### Your instructions
Copy out every line of the records where the string "different" occurs.

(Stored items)
■ ■ ■
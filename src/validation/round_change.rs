// Copyright 2020 The Exonum Team
//
// Licensed under the Apache License, Version 2.0 (the "License");
// you may not use this file except in compliance with the License.
// You may obtain a copy of the License at
//
//   http://www.apache.org/licenses/LICENSE-2.0
//
// Unless required by applicable law or agreed to in writing, software
// distributed under the License is distributed on an "AS IS" BASIS,
// WITHOUT WARRANTIES OR CONDITIONS OF ANY KIND, either express or implied.
// See the License for the specific language governing permissions and
// limitations under the License.

//! `RoundChange` message validation, including the nested `PreparedCertificate`.

use std::collections::HashSet;

use crate::block::BlockRef;
use crate::crypto::{Address, SignatureScheme};
use crate::error::ValidationError;
use crate::ids::ConsensusRoundIdentifier;
use crate::messages::{MessageType, PreparedCertificate, RoundChangePayload, SignedData};
use crate::validation::context::{ChainContext, ValidatorSet};
use crate::validation::event::ValidationEvent;
use crate::validation::{check_height, check_is_validator};

use super::proposer::proposer_for;

/// Validates a `RoundChange` against the round the caller currently expects
/// one for, and returns the recovered sender on success.
///
/// If the payload carries a [`PreparedCertificate`], it is validated in full
/// against the round the certificate claims to have prepared.
pub fn validate_round_change<C: ValidatorSet + ChainContext>(
    signed: &SignedData<RoundChangePayload>,
    target_round: ConsensusRoundIdentifier,
    context: &C,
    scheme: &dyn SignatureScheme,
) -> Result<Address, ValidationError> {
    let result = check_round_change(signed, target_round, context, scheme);
    ValidationEvent::emit(MessageType::RoundChange, target_round, &result);
    result
}

fn check_round_change<C: ValidatorSet + ChainContext>(
    signed: &SignedData<RoundChangePayload>,
    target_round: ConsensusRoundIdentifier,
    context: &C,
    scheme: &dyn SignatureScheme,
) -> Result<Address, ValidationError> {
    let payload = signed.payload();
    if payload.round_change_identifier != target_round {
        return Err(ValidationError::EmbeddedMismatch(
            "round change targets a different round than expected",
        ));
    }
    check_height(payload.round_change_identifier, context)?;

    let sender = signed.sender(scheme)?;
    let validators = context.validators_at(payload.round_change_identifier.sequence_number);
    check_is_validator(sender, validators)?;

    if let Some(certificate) = &payload.prepared_certificate {
        validate_prepared_certificate(
            certificate,
            payload.round_change_identifier,
            context,
            scheme,
        )?;
    }

    Ok(sender)
}

/// Validates that `certificate` is internally consistent evidence that a
/// quorum prepared its proposal at some round strictly before
/// `target_round_identifier`, at the same sequence number.
pub fn validate_prepared_certificate<C: ValidatorSet + ChainContext>(
    certificate: &PreparedCertificate,
    target_round_identifier: ConsensusRoundIdentifier,
    context: &C,
    scheme: &dyn SignatureScheme,
) -> Result<(), ValidationError> {
    let proposal_round = certificate.proposal.payload().round_identifier;

    if proposal_round.sequence_number != target_round_identifier.sequence_number
        || proposal_round.round_number >= target_round_identifier.round_number
    {
        return Err(ValidationError::PreparedCertificateInvalid(
            "prepared certificate's proposal round must precede the target round at the same sequence number",
        ));
    }

    let validators = context.validators_at(proposal_round.sequence_number);
    let proposal_sender = certificate
        .proposal
        .sender(scheme)
        .map_err(|_| ValidationError::PreparedCertificateInvalid("proposal signature did not recover"))?;
    check_is_validator(proposal_sender, validators)
        .map_err(|_| ValidationError::PreparedCertificateInvalid("proposal signer is not a validator"))?;

    let expected_proposer = proposer_for(proposal_round, validators);
    if proposal_sender != expected_proposer {
        return Err(ValidationError::PreparedCertificateInvalid(
            "proposal was not signed by the round's expected proposer",
        ));
    }
    if certificate.proposal.payload().block.header_number()
        != u64::from(proposal_round.sequence_number)
    {
        return Err(ValidationError::PreparedCertificateInvalid(
            "proposal's block number does not match its round identifier's sequence number",
        ));
    }

    let quorum_size = context.quorum_size_at(proposal_round.sequence_number);
    let required_prepares = quorum_size.saturating_sub(1);
    if certificate.prepares.len() < required_prepares {
        return Err(ValidationError::PreparedCertificateInvalid(
            "prepared certificate does not carry enough prepares for quorum",
        ));
    }

    let mut seen_senders: HashSet<Address> = HashSet::new();
    seen_senders.insert(proposal_sender);
    let block_hash = certificate.proposal.payload().block.hash();

    for prepare in &certificate.prepares {
        let prepare_payload = prepare.payload();
        if prepare_payload.round_identifier != proposal_round {
            return Err(ValidationError::PreparedCertificateInvalid(
                "prepare targets a different round than the certificate's proposal",
            ));
        }
        if prepare_payload.digest != block_hash {
            return Err(ValidationError::PreparedCertificateInvalid(
                "prepare digest does not match the certificate's proposed block",
            ));
        }
        let prepare_sender = prepare
            .sender(scheme)
            .map_err(|_| ValidationError::PreparedCertificateInvalid("prepare signature did not recover"))?;
        check_is_validator(prepare_sender, validators)
            .map_err(|_| ValidationError::PreparedCertificateInvalid("prepare signer is not a validator"))?;
        if !seen_senders.insert(prepare_sender) {
            return Err(ValidationError::PreparedCertificateInvalid(
                "prepared certificate has a duplicate sender",
            ));
        }
    }

    Ok(())
}
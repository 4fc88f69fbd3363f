// Copyright 2020 The Exonum Team
//
// Licensed under the Apache License, Version 2.0 (the "License");
// you may not use this file except in compliance with the License.
// You may obtain a copy of the License at
//
//   http://www.apache.org/licenses/LICENSE-2.0
//
// Unless required by applicable law or agreed to in writing, software
// distributed under the License is distributed on an "AS IS" BASIS,
// WITHOUT WARRANTIES OR CONDITIONS OF ANY KIND, either express or implied.
// See the License for the specific language governing permissions and
// limitations under the License.

//! `Proposal` message validation.

use crate::block::BlockRef;
use crate::crypto::{Address, SignatureScheme};
use crate::error::ValidationError;
use crate::ids::ConsensusRoundIdentifier;
use crate::messages::{MessageType, ProposalPayload, SignedData};
use crate::validation::context::{ChainContext, ValidatorSet};
use crate::validation::event::ValidationEvent;
use crate::validation::{check_height, check_is_validator};

use super::proposer::proposer_for;

/// Validates a `Proposal` against the round the caller currently expects one
/// for, and returns the recovered sender on success.
///
/// Checks, in order: the expected round targets the local chain height, the
/// payload's own round identifier matches the one the caller expects, the
/// signature recovers to a known validator, that validator is the round's
/// expected proposer, and the embedded block's number matches the round's
/// sequence number.
pub fn validate_proposal<C: ValidatorSet + ChainContext>(
    signed: &SignedData<ProposalPayload>,
    expected_round_identifier: ConsensusRoundIdentifier,
    context: &C,
    scheme: &dyn SignatureScheme,
) -> Result<Address, ValidationError> {
    let result = check_proposal(signed, expected_round_identifier, context, scheme);
    ValidationEvent::emit(MessageType::Proposal, expected_round_identifier, &result);
    result
}

fn check_proposal<C: ValidatorSet + ChainContext>(
    signed: &SignedData<ProposalPayload>,
    expected_round_identifier: ConsensusRoundIdentifier,
    context: &C,
    scheme: &dyn SignatureScheme,
) -> Result<Address, ValidationError> {
    check_height(expected_round_identifier, context)?;

    let payload = signed.payload();
    if payload.round_identifier != expected_round_identifier {
        return Err(ValidationError::EmbeddedMismatch(
            "proposal targets a different round than expected",
        ));
    }

    let sender = signed.sender(scheme)?;
    let validators = context.validators_at(expected_round_identifier.sequence_number);
    check_is_validator(sender, validators)?;

    let expected = proposer_for(expected_round_identifier, validators);
    if sender != expected {
        return Err(ValidationError::WrongProposer {
            actual: sender,
            expected,
            round: expected_round_identifier,
        });
    }

    if payload.block.header_number() != u64::from(expected_round_identifier.sequence_number) {
        return Err(ValidationError::EmbeddedMismatch(
            "block number does not match the round identifier's sequence number",
        ));
    }

    Ok(sender)
}

#[cfg(test)]
mod tests {
    use super::*;
    use crate::block::Block;
    use crate::crypto::testing::sign;
    use crate::crypto::{Digest, Secp256k1RecoverableScheme};
    use crate::ids::{ConsensusRoundIdentifier, SequenceNumber};
    use crate::validation::context::ValidationContext;
    use secp256k1::SecretKey;

    fn block(number: u64) -> Block {
        Block {
            number,
            hash: Digest([1; 32]),
            seal_hash: Digest([2; 32]),
            body: vec![],
        }
    }

    fn signed_proposal(
        secret_key: &SecretKey,
        round_identifier: ConsensusRoundIdentifier,
        number: u64,
    ) -> SignedData<ProposalPayload> {
        let payload = ProposalPayload {
            round_identifier,
            block: block(number),
        };
        let signature = sign(&payload.encode(), secret_key);
        SignedData::new(payload, signature)
    }

    #[test]
    fn accepts_a_well_formed_proposal_from_the_expected_proposer() {
        let keys: Vec<_> = (1..=3).map(|b| SecretKey::from_slice(&[b; 32]).unwrap()).collect();
        let validators: Vec<_> = keys
            .iter()
            .map(crate::crypto::testing::address_of)
            .collect();
        let scheme = Secp256k1RecoverableScheme;
        let context = ValidationContext::new(validators.clone(), SequenceNumber(5), &scheme);

        let round_identifier = ConsensusRoundIdentifier::new(5, 0);
        let proposer_index = 5 % validators.len();
        let signed = signed_proposal(&keys[proposer_index], round_identifier, 5);

        let sender = validate_proposal(&signed, round_identifier, &context, &scheme).unwrap();
        assert_eq!(sender, validators[proposer_index]);
    }

    #[test]
    fn rejects_a_proposal_from_a_non_proposer() {
        let keys: Vec<_> = (1..=3).map(|b| SecretKey::from_slice(&[b; 32]).unwrap()).collect();
        let validators: Vec<_> = keys
            .iter()
            .map(crate::crypto::testing::address_of)
            .collect();
        let scheme = Secp256k1RecoverableScheme;
        let context = ValidationContext::new(validators.clone(), SequenceNumber(5), &scheme);

        let round_identifier = ConsensusRoundIdentifier::new(5, 0);
        let wrong_index = (5 % validators.len() + 1) % validators.len();
        let signed = signed_proposal(&keys[wrong_index], round_identifier, 5);

        let err = validate_proposal(&signed, round_identifier, &context, &scheme).unwrap_err();
        assert!(matches!(err, ValidationError::WrongProposer { .. }));
    }

    #[test]
    fn rejects_a_proposal_targeting_the_wrong_height() {
        let keys: Vec<_> = (1..=3).map(|b| SecretKey::from_slice(&[b; 32]).unwrap()).collect();
        let validators: Vec<_> = keys
            .iter()
            .map(crate::crypto::testing::address_of)
            .collect();
        let scheme = Secp256k1RecoverableScheme;
        let context = ValidationContext::new(validators, SequenceNumber(5), &scheme);

        let round_identifier = ConsensusRoundIdentifier::new(6, 0);
        let signed = signed_proposal(&keys[0], round_identifier, 6);

        let err = validate_proposal(&signed, round_identifier, &context, &scheme).unwrap_err();
        assert!(matches!(err, ValidationError::WrongHeight { .. }));
    }

    #[test]
    fn rejects_a_proposal_whose_own_round_does_not_match_the_expected_one() {
        let keys: Vec<_> = (1..=3).map(|b| SecretKey::from_slice(&[b; 32]).unwrap()).collect();
        let validators: Vec<_> = keys
            .iter()
            .map(crate::crypto::testing::address_of)
            .collect();
        let scheme = Secp256k1RecoverableScheme;
        let context = ValidationContext::new(validators, SequenceNumber(5), &scheme);

        // Payload claims round 1, but the caller expects round 0.
        let signed = signed_proposal(&keys[0], ConsensusRoundIdentifier::new(5, 1), 5);
        let expected_round_identifier = ConsensusRoundIdentifier::new(5, 0);

        let err =
            validate_proposal(&signed, expected_round_identifier, &context, &scheme).unwrap_err();
        assert!(matches!(err, ValidationError::EmbeddedMismatch(_)));
    }
}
■ ■ ■
### Response
            "round change targets a different round than expected",
                "prepare targets a different round than the certificate's proposal",
            "proposal targets a different round than expected",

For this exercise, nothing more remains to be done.